Non-destructive testing is to use the characteristics of sound, light, magnetism and electricity to detect whether there are defects or inhomogeneity in the inspected object without damaging or affecting the performance of the inspected object, and to give the size, location, The general term for all technical means to determine the technical state of the object under inspection (such as qualified or not, remaining life, etc.).
Commonly used non-destructive testing methods: ultrasonic testing (UT), magnetic particle testing (MT), liquid penetrant testing (PT) and X-ray testing (RT).
Ultrasonic testing
UT (Ultrasonic Testing) is one of the methods of non-destructive testing in the industry. When the ultrasonic wave enters the object and encounters a defect, a part of the sound wave will be reflected, and the transmitter and receiver can analyze the reflected wave, and the defect can be detected extremely accurately. And it can display the position and size of internal defects, and measure the thickness of materials.

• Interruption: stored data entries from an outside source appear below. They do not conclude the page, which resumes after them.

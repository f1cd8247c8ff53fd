//! Redis-backed store implementation.
//!
//! Occurrence lists map onto Redis lists: `read_at` is `LINDEX`, and each
//! [`RecordOp`] becomes an `LPUSH` + `LTRIM` + `EXPIRE` triple, with the
//! whole batch pipelined into one round-trip. The lock marker uses
//! `SET NX EX` and `DEL`.

use async_trait::async_trait;
use redis::aio::ConnectionManager;
use redis::{AsyncCommands, Client};
use std::fmt;

use super::{RecordOp, Store, StoreError};

/// Store backend over a shared Redis instance.
///
/// Cloning is cheap; clones share the underlying multiplexed connection,
/// which reconnects on its own after transient failures.
#[derive(Clone)]
pub struct RedisStore {
    connection: ConnectionManager,
}

impl fmt::Debug for RedisStore {
    fn fmt(&self, f: &mut fmt::Formatter<'_>) -> fmt::Result {
        f.debug_struct("RedisStore").finish_non_exhaustive()
    }
}

impl RedisStore {
    /// Connect to Redis.
    ///
    /// # Arguments
    /// * `url` - Redis connection URL (e.g., "redis://127.0.0.1/")
    ///
    /// # Errors
    /// Returns an error if the connection cannot be established.
    pub async fn connect(url: &str) -> Result<Self, StoreError> {
        let client = Client::open(url)?;
        let connection = ConnectionManager::new(client).await?;

        Ok(Self { connection })
    }
}

#[async_trait]
impl Store for RedisStore {
    async fn read_at(&self, identifier: &str, index: i64) -> Result<Option<i64>, StoreError> {
        let mut conn = self.connection.clone();
        let value: Option<i64> = conn.lindex(identifier, index as isize).await?;
        Ok(value)
    }

    async fn record(&self, ops: &[RecordOp]) -> Result<(), StoreError> {
        if ops.is_empty() {
            return Ok(());
        }

        let mut pipe = redis::pipe();
        for op in ops {
            pipe.lpush(&op.identifier, op.timestamp).ignore();
            pipe.ltrim(&op.identifier, 0, op.keep_entries as isize - 1)
                .ignore();
            pipe.expire(&op.identifier, op.ttl_secs as i64).ignore();
        }

        let mut conn = self.connection.clone();
        let _: () = pipe.query_async(&mut conn).await?;
        Ok(())
    }

    async fn try_lock(&self, lock_key: &str, ttl_secs: u64) -> Result<bool, StoreError> {
        let mut conn = self.connection.clone();
        // SET returns nil when NX fails, so an Option reply doubles as the
        // acquired flag.
        let reply: Option<String> = redis::cmd("SET")
            .arg(lock_key)
            .arg(1)
            .arg("NX")
            .arg("EX")
            .arg(ttl_secs.max(1))
            .query_async(&mut conn)
            .await?;
        Ok(reply.is_some())
    }

    async fn unlock(&self, lock_key: &str) -> Result<(), StoreError> {
        let mut conn = self.connection.clone();
        let _: () = conn.del(lock_key).await?;
        Ok(())
    }
}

Advantages of ultrasonic testing:
1. The penetration ability is large, for example, the effective detection depth in steel can reach more than 1 meter;
2. For flat defects such as cracks, interlayers, etc., the flaw detection sensitivity is high, and the depth and relative size of the defects can be determined;
3. The equipment is portable, safe to operate, and easy to realize automatic inspection.
Shortcoming:
It is not easy to inspect workpieces with complex shapes, and the surface to be inspected is required to have a certain degree of smoothness, and a couplant should be used to fill the gap between the probe and the surface to be inspected to ensure sufficient acoustic coupling.

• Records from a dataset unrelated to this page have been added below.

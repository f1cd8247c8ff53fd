//! Shared-store protocol and backends.
//!
//! The engine only ever talks to the store through the narrow [`Store`]
//! trait: an indexed read from a timestamp list, a batched record of new
//! occurrences, and a TTL-bounded lock marker. [`RedisStore`] implements it
//! against a remote Redis; [`MemoryStore`] implements the same semantics
//! in-process for single-instance deployments and tests.

mod memory;
mod redis_store;

pub use memory::MemoryStore;
pub use redis_store::RedisStore;

use async_trait::async_trait;
use thiserror::Error;

/// Errors that can occur talking to the shared store.
#[derive(Debug, Error)]
pub enum StoreError {
    /// Redis transport or protocol failure.
    #[error("redis error: {0}")]
    Redis(#[from] redis::RedisError),

    /// Failure from a non-Redis backend.
    #[error("{0}")]
    Backend(String),
}

/// One identifier's worth of recording work: push `timestamp` to the head
/// of the list at `identifier`, trim the list to `keep_entries`, and set
/// its expiry to `ttl_secs`.
#[derive(Debug, Clone, PartialEq, Eq)]
pub struct RecordOp {
    /// Fully-qualified counting key.
    pub identifier: String,
    /// Occurrence timestamp, unix seconds.
    pub timestamp: i64,
    /// Maximum list length to retain (the merged allowed-request count).
    pub keep_entries: u32,
    /// Seconds until the list expires (the merged window span).
    pub ttl_secs: u64,
}

/// Protocol for the shared list-structured, TTL-capable store.
///
/// Implementations do not need to serialize operations across different
/// identifiers; same-identifier races are excluded by the distributed lock
/// upstream of the store.
#[async_trait]
pub trait Store: Send + Sync {
    /// Read the entry at zero-based `index` of the list at `identifier`.
    /// Returns `None` when the list is missing, expired, or shorter than
    /// `index + 1`.
    async fn read_at(&self, identifier: &str, index: i64) -> Result<Option<i64>, StoreError>;

    /// Apply all `ops` as a single batched round-trip.
    async fn record(&self, ops: &[RecordOp]) -> Result<(), StoreError>;

    /// Try to set the exclusive marker at `lock_key` with a TTL of
    /// `ttl_secs`. Returns `true` when the marker was absent and is now
    /// held by the caller.
    async fn try_lock(&self, lock_key: &str, ttl_secs: u64) -> Result<bool, StoreError>;

    /// Delete the exclusive marker at `lock_key`.
    async fn unlock(&self, lock_key: &str) -> Result<(), StoreError>;
}
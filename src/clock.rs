//! Wall-clock abstraction for window timestamps.
//!
//! Occurrence timestamps are compared across processes through the shared
//! store, so they must come from the wall clock, not a process-local
//! monotonic clock. The trait exists so tests can advance time without
//! sleeping.

use std::sync::atomic::{AtomicI64, Ordering};
use std::sync::Arc;

/// Source of the current time as unix seconds.
pub trait Clock: Send + Sync {
    /// Current unix timestamp in whole seconds.
    fn now_unix(&self) -> i64;
}

/// Clock backed by the system wall clock.
#[derive(Debug, Clone, Copy, Default)]
pub struct SystemClock;

impl SystemClock {
    /// Create a new system clock.
    pub fn new() -> Self {
        Self
    }
}

impl Clock for SystemClock {
    fn now_unix(&self) -> i64 {
        chrono::Utc::now().timestamp()
    }
}

/// A clock that only moves when told to. Intended for tests.
#[derive(Debug, Clone)]
pub struct ManualClock {
    now: Arc<AtomicI64>,
}

impl ManualClock {
    /// Create a manual clock starting at the given unix timestamp.
    pub fn at(now: i64) -> Self {
        Self {
            now: Arc::new(AtomicI64::new(now)),
        }
    }

    /// Advance the clock by `secs` seconds.
    pub fn advance(&self, secs: i64) {
        self.now.fetch_add(secs, Ordering::SeqCst);
    }
}

impl Clock for ManualClock {
    fn now_unix(&self) -> i64 {
        self.now.load(Ordering::SeqCst)
    }
}

#[cfg(test)]
mod tests {
    use super::*;

    #[test]
    fn test_manual_clock_advances() {
        let clock = ManualClock::at(1_000);
        assert_eq!(clock.now_unix(), 1_000);

        clock.advance(7);
        assert_eq!(clock.now_unix(), 1_007);
    }

    #[test]
    fn test_manual_clock_clones_share_time() {
        let clock = ManualClock::at(50);
        let other = clock.clone();

        clock.advance(10);
        assert_eq!(other.now_unix(), 60);
    }

    #[test]
    fn test_system_clock_is_sane() {
        // 2020-01-01T00:00:00Z
        assert!(SystemClock::new().now_unix() > 1_577_836_800);
    }
}
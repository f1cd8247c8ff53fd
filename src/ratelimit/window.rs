//! Sliding-window-log counting against the shared store.
//!
//! Per identifier the store holds the timestamps of past occurrences,
//! newest first, trimmed to the quota size. The limit test reads exactly
//! one slot: if the `allowed_requests`-th newest occurrence is still inside
//! the window, the quota is spent. This is an exact test, not an
//! approximation over coarse counters.

use std::collections::HashMap;

use tracing::trace;

use super::rule::Rule;
use crate::clock::Clock;
use crate::store::{RecordOp, Store, StoreError};

/// Merged per-identifier recording parameters.
///
/// When several rules map to the same identifier the list must be long
/// enough and live long enough for the most generous of them, so each field
/// takes its maximum across the rules independently. Recomputed on every
/// invocation; never persisted.
#[derive(Debug, Clone, Copy, PartialEq, Eq)]
pub(crate) struct Quota {
    pub allowed_requests: u32,
    pub window_secs: u64,
}

impl Quota {
    pub fn merge(&mut self, rule: &Rule) {
        self.allowed_requests = self.allowed_requests.max(rule.allowed_requests);
        self.window_secs = self.window_secs.max(rule.window_secs);
    }
}

impl From<&Rule> for Quota {
    fn from(rule: &Rule) -> Self {
        Self {
            allowed_requests: rule.allowed_requests,
            window_secs: rule.window_secs,
        }
    }
}

/// The counting algorithm, bound to a store and a clock for one invocation.
pub(crate) struct SlidingWindow<'a, S: ?Sized> {
    store: &'a S,
    clock: &'a dyn Clock,
}

impl<'a, S: Store + ?Sized> SlidingWindow<'a, S> {
    pub fn new(store: &'a S, clock: &'a dyn Clock) -> Self {
        Self { store, clock }
    }

    /// Whether `identifier` has already used up `rule`'s quota.
    ///
    /// Reads the slot at position `allowed_requests - 1`. No entry there
    /// means fewer occurrences than allowed (or an expired window); an
    /// entry within the last `window_secs` means the budget is spent.
    pub async fn is_limit_reached(&self, identifier: &str, rule: &Rule) -> Result<bool, StoreError> {
        let boundary = i64::from(rule.allowed_requests) - 1;

        let reached = match self.store.read_at(identifier, boundary).await? {
            Some(stamp) => self.clock.now_unix() - stamp < rule.window_secs as i64,
            None => false,
        };

        trace!(
            identifier = %identifier,
            allowed = rule.allowed_requests,
            window_secs = rule.window_secs,
            reached = reached,
            "Checked sliding window"
        );

        Ok(reached)
    }

    /// Record one occurrence for every identifier in `quotas`, as a single
    /// batched store round-trip.
    pub async fn record(&self, quotas: &HashMap<String, Quota>) -> Result<(), StoreError> {
        let now = self.clock.now_unix();
        let ops: Vec<RecordOp> = quotas
            .iter()
            .map(|(identifier, quota)| RecordOp {
                identifier: identifier.clone(),
                timestamp: now,
                keep_entries: quota.allowed_requests,
                ttl_secs: quota.window_secs,
            })
            .collect();

        self.store.record(&ops).await
    }
}
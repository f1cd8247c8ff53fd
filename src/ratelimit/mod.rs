//! Rate limiting logic: rule grammar, expression tree, selector
//! resolution, sliding-window counting, and orchestration.

mod expr;
mod limiter;
mod lock;
mod rule;
mod selector;
mod window;

pub use expr::{and, or, Expr, LeafPredicate};
pub use limiter::{Limit, RateLimiter, Verdict};
pub use rule::Rule;
pub use selector::{Selector, SelectorContext, SelectorSource};
//! Error types for the Floodgate library.

use thiserror::Error;

use crate::store::StoreError;

/// Main error type for Floodgate operations.
#[derive(Error, Debug)]
pub enum FloodgateError {
    /// Configuration-related errors
    #[error("configuration error: {0}")]
    Config(String),

    /// A rule's textual form violates the grammar. Raised at parse time,
    /// before any store round-trip is made.
    #[error("malformed rule: {0:?}")]
    MalformedRule(String),

    /// A rule names a selector that no resolution source provides.
    #[error("selector {0:?} was specified but not found")]
    SelectorNotFound(String),

    /// `register` was called for a key that already has rules.
    #[error("rules already registered for key {0:?}")]
    RulesAlreadyRegistered(String),

    /// `limit_for` was called with a key that was never registered.
    #[error("no rules registered for key {0:?}")]
    NoRulesForKey(String),

    /// Any failure communicating with the shared store. Never interpreted
    /// as allowed or limited; always propagated.
    #[error("store error: {0}")]
    Store(#[from] StoreError),
}

/// Result type alias for Floodgate operations.
pub type Result<T> = std::result::Result<T, FloodgateError>;
//! Configuration management for Floodgate.

use serde::{Deserialize, Serialize};
use std::path::Path;
use std::time::Duration;

use crate::error::{FloodgateError, Result};

/// Configuration for a [`RateLimiter`](crate::RateLimiter) instance.
#[derive(Debug, Clone, Serialize, Deserialize)]
pub struct LimiterConfig {
    /// Prefix applied to every identifier and lock key, to avoid collisions
    /// with other tenants sharing the same store.
    #[serde(default)]
    pub namespace: String,

    /// Disable the distributed lock around check-then-record. Improves
    /// latency while making rate limiting less accurate under concurrency.
    #[serde(default)]
    pub disable_locks: bool,

    /// Seconds after which an unreleased lock expires on its own.
    #[serde(default = "default_lock_ttl_secs")]
    pub lock_ttl_secs: u64,

    /// How often to poll, in milliseconds, while waiting for a lock.
    /// A shorter interval means more round-trips to the store.
    #[serde(default = "default_lock_poll_interval_ms")]
    pub lock_poll_interval_ms: u64,
}

impl Default for LimiterConfig {
    fn default() -> Self {
        Self {
            namespace: String::new(),
            disable_locks: false,
            lock_ttl_secs: default_lock_ttl_secs(),
            lock_poll_interval_ms: default_lock_poll_interval_ms(),
        }
    }
}

fn default_lock_ttl_secs() -> u64 {
    10
}

fn default_lock_poll_interval_ms() -> u64 {
    100
}

impl LimiterConfig {
    /// Create a configuration with the given namespace and defaults for
    /// everything else.
    pub fn with_namespace(namespace: impl Into<String>) -> Self {
        Self {
            namespace: namespace.into(),
            ..Self::default()
        }
    }

    /// Load configuration from a YAML file.
    pub fn from_file<P: AsRef<Path>>(path: P) -> Result<Self> {
        let contents = std::fs::read_to_string(path)
            .map_err(|e| FloodgateError::Config(e.to_string()))?;
        Self::from_yaml(&contents)
    }

    /// Load configuration from a YAML string.
    pub fn from_yaml(yaml: &str) -> Result<Self> {
        serde_yaml::from_str(yaml).map_err(|e| FloodgateError::Config(e.to_string()))
    }

    /// Lock time-to-live as a [`Duration`].
    pub fn lock_ttl(&self) -> Duration {
        Duration::from_secs(self.lock_ttl_secs)
    }

    /// Lock polling interval as a [`Duration`].
    pub fn lock_poll_interval(&self) -> Duration {
        Duration::from_millis(self.lock_poll_interval_ms)
    }
}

Magnetic particle inspection
After the ferromagnetic material and the workpiece are magnetized, due to the existence of discontinuity, the magnetic field lines on the surface and near the surface of the workpiece are locally distorted, and a leakage magnetic field is generated, which adsorbs the magnetic powder applied on the surface of the workpiece and forms a magnetic field that is visible under suitable illumination. traces, thereby showing the location, shape and size of the discontinuity.
The applicability and limitations of magnetic particle testing are:
1. Magnetic particle inspection is suitable for detecting discontinuities on the surface and near-surface of ferromagnetic materials that are very small and the gap is extremely narrow, which is difficult to see visually.

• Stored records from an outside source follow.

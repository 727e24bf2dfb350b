//! Submit Diagnosis use case
//!
//! Turns a completed questionnaire into a rendered diagnosis with exactly
//! one completion call.

use crate::ports::llm_gateway::{GatewayError, LlmGateway};
use crate::ports::markdown::MarkdownRenderer;
use equacao_domain::{
    AnswerSet, Diagnosis, DiagnosticPromptTemplate, DomainError, USER_FAILURE_MESSAGE,
};
use std::sync::Arc;
use thiserror::Error;
use tracing::{debug, info, warn};

/// Errors that can occur while producing a diagnosis
#[derive(Error, Debug, Clone, PartialEq, Eq)]
pub enum SubmitDiagnosisError {
    #[error("Incomplete questionnaire: {0}")]
    Incomplete(#[from] DomainError),

    #[error("Gateway error: {0}")]
    Gateway(#[from] GatewayError),
}

impl SubmitDiagnosisError {
    /// The message shown to the user; causes are not distinguished.
    pub fn user_message(&self) -> &'static str {
        USER_FAILURE_MESSAGE
    }
}

/// Use case for producing a diagnosis from five answers
pub struct SubmitDiagnosisUseCase<G: LlmGateway + 'static, R: MarkdownRenderer + 'static> {
    gateway: Arc<G>,
    renderer: Arc<R>,
}

impl<G: LlmGateway + 'static, R: MarkdownRenderer + 'static> SubmitDiagnosisUseCase<G, R> {
    pub fn new(gateway: Arc<G>, renderer: Arc<R>) -> Self {
        Self { gateway, renderer }
    }

    /// Execute the use case
    pub async fn execute(&self, answers: &AnswerSet) -> Result<Diagnosis, SubmitDiagnosisError> {
        if let Some(key) = answers.first_unanswered() {
            return Err(DomainError::MissingAnswer(key).into());
        }

        let prompt = DiagnosticPromptTemplate::diagnostic_prompt(answers);
        debug!(prompt_len = prompt.len(), "Composed diagnostic prompt");

        info!("Requesting diagnosis");
        let markdown = self
            .gateway
            .generate(&prompt, DiagnosticPromptTemplate::system_instruction())
            .await?;

        let html = self.renderer.render(&markdown);
        let diagnosis = Diagnosis::new(markdown, html);

        let missing = diagnosis.missing_sections();
        if !missing.is_empty() {
            warn!(
                "Diagnosis is missing sections: {}",
                missing
                    .iter()
                    .map(|s| s.marker())
                    .collect::<Vec<_>>()
                    .join(", ")
            );
        }

        info!(
            markdown_len = diagnosis.markdown().len(),
            "Diagnosis received"
        );
        Ok(diagnosis)
    }
}
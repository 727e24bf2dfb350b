//! Presentation layer for equacao-pro
//!
//! This crate contains the CLI definition, console output helpers
//! and the terminal UI (landing page + diagnostic wizard).

pub mod cli;
pub mod config;
pub mod output;
pub mod tui;

// Re-export commonly used types
pub use cli::commands::Cli;
pub use config::TuiConfig;
pub use output::console::ConsoleFormatter;
pub use tui::TuiApp;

2. Magnetic particle inspection can detect parts under various conditions, and can also detect various types of parts.
3. Defects such as cracks, inclusions, hair lines, white spots, folds, cold insulation and looseness can be found.
4. Magnetic particle testing cannot detect austenitic stainless steel materials and welds welded with austenitic stainless steel electrodes, nor can it detect non-magnetic materials such as copper, aluminum, magnesium, and titanium. It is difficult to find shallow scratches on the surface, deep buried holes and delaminations and folds with an angle less than 20° from the surface of the workpiece.
Liquid Penetration Testing
The basic principle of liquid penetration testing is that after the surface of the part is coated with fluorescent dyes or colored dyes, under the action of a capillary for a period of time, the permeate can penetrate into the surface opening defects; The developer is applied to the surface of the part.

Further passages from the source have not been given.